◆ **Problem**
When you reach the line containing "Some(pos) => self.stack.truncate(pos" in the records below, start copying exactly, and stop once you have copied the line containing "visit of a menu".

Collected data entries:

>>>

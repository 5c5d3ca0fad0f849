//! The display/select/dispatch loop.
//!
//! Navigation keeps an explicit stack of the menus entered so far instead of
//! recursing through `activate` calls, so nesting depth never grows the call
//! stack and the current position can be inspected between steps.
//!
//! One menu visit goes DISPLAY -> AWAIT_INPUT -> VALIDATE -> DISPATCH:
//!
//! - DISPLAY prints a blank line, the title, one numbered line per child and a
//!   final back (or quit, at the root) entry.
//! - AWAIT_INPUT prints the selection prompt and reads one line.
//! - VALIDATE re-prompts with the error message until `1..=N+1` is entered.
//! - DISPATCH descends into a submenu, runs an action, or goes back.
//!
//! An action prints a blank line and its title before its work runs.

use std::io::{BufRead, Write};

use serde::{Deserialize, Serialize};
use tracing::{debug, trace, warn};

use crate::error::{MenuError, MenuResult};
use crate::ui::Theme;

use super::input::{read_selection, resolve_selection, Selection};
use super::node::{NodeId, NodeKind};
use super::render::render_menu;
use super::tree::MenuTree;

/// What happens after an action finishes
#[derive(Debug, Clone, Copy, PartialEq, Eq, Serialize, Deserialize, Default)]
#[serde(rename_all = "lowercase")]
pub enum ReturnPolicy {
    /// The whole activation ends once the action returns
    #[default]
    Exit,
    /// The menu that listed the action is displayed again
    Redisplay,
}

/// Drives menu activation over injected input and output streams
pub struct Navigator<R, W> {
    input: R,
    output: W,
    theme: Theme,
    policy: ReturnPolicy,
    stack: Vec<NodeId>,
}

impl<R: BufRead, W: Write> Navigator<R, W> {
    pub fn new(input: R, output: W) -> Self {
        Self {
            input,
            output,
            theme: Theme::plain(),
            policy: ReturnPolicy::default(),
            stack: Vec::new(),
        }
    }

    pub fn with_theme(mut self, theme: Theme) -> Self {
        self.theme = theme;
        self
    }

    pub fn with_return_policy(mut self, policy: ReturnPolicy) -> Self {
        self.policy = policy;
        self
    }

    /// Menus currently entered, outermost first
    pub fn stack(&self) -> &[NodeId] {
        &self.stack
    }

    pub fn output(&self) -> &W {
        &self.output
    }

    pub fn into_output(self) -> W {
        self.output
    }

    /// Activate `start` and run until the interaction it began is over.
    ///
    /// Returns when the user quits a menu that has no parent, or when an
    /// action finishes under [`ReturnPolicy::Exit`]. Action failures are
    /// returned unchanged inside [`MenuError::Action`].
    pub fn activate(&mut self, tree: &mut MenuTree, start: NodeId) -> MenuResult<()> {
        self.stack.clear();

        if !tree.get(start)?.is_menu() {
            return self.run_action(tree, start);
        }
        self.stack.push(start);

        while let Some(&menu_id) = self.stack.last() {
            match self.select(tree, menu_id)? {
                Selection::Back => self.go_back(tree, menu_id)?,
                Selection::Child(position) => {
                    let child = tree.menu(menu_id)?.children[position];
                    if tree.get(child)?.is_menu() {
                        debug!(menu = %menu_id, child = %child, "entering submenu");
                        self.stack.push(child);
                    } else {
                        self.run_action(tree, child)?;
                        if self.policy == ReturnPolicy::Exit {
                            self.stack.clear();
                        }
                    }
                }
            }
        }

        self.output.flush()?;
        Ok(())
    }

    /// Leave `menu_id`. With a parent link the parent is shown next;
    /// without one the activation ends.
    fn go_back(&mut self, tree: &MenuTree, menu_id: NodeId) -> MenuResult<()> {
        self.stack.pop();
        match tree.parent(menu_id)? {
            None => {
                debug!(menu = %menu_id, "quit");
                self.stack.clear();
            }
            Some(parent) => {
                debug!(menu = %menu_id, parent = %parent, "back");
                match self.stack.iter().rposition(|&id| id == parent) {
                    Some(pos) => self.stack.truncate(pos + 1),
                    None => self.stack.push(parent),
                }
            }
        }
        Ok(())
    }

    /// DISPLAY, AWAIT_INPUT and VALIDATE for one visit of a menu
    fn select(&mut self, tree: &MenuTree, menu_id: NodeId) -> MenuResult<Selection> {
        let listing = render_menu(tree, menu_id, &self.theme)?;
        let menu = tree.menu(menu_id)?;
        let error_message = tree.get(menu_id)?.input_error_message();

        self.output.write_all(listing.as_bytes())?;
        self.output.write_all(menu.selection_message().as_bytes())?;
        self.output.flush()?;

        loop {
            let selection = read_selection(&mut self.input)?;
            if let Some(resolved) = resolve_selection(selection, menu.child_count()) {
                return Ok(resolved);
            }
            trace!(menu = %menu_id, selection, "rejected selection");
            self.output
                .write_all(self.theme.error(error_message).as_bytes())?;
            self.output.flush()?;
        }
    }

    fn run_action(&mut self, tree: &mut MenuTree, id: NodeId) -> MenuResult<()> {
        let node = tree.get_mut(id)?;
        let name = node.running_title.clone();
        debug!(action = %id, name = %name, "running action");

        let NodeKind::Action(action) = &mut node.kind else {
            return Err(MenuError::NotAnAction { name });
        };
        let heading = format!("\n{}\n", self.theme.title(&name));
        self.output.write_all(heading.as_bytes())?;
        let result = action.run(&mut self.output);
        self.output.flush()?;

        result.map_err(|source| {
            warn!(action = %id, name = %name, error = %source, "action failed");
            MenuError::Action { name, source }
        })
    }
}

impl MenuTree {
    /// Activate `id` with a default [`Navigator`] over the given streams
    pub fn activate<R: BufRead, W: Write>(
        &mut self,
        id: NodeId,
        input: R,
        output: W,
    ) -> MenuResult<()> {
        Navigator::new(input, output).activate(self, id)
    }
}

<<<

◆ **Final answer**
                    Some(pos) => self.stack.truncate(pos + 1),
                    None => self.stack.push(parent),
                }
            }
        }
        Ok(())
    }

    /// DISPLAY, AWAIT_INPUT and VALIDATE for one visit of a menu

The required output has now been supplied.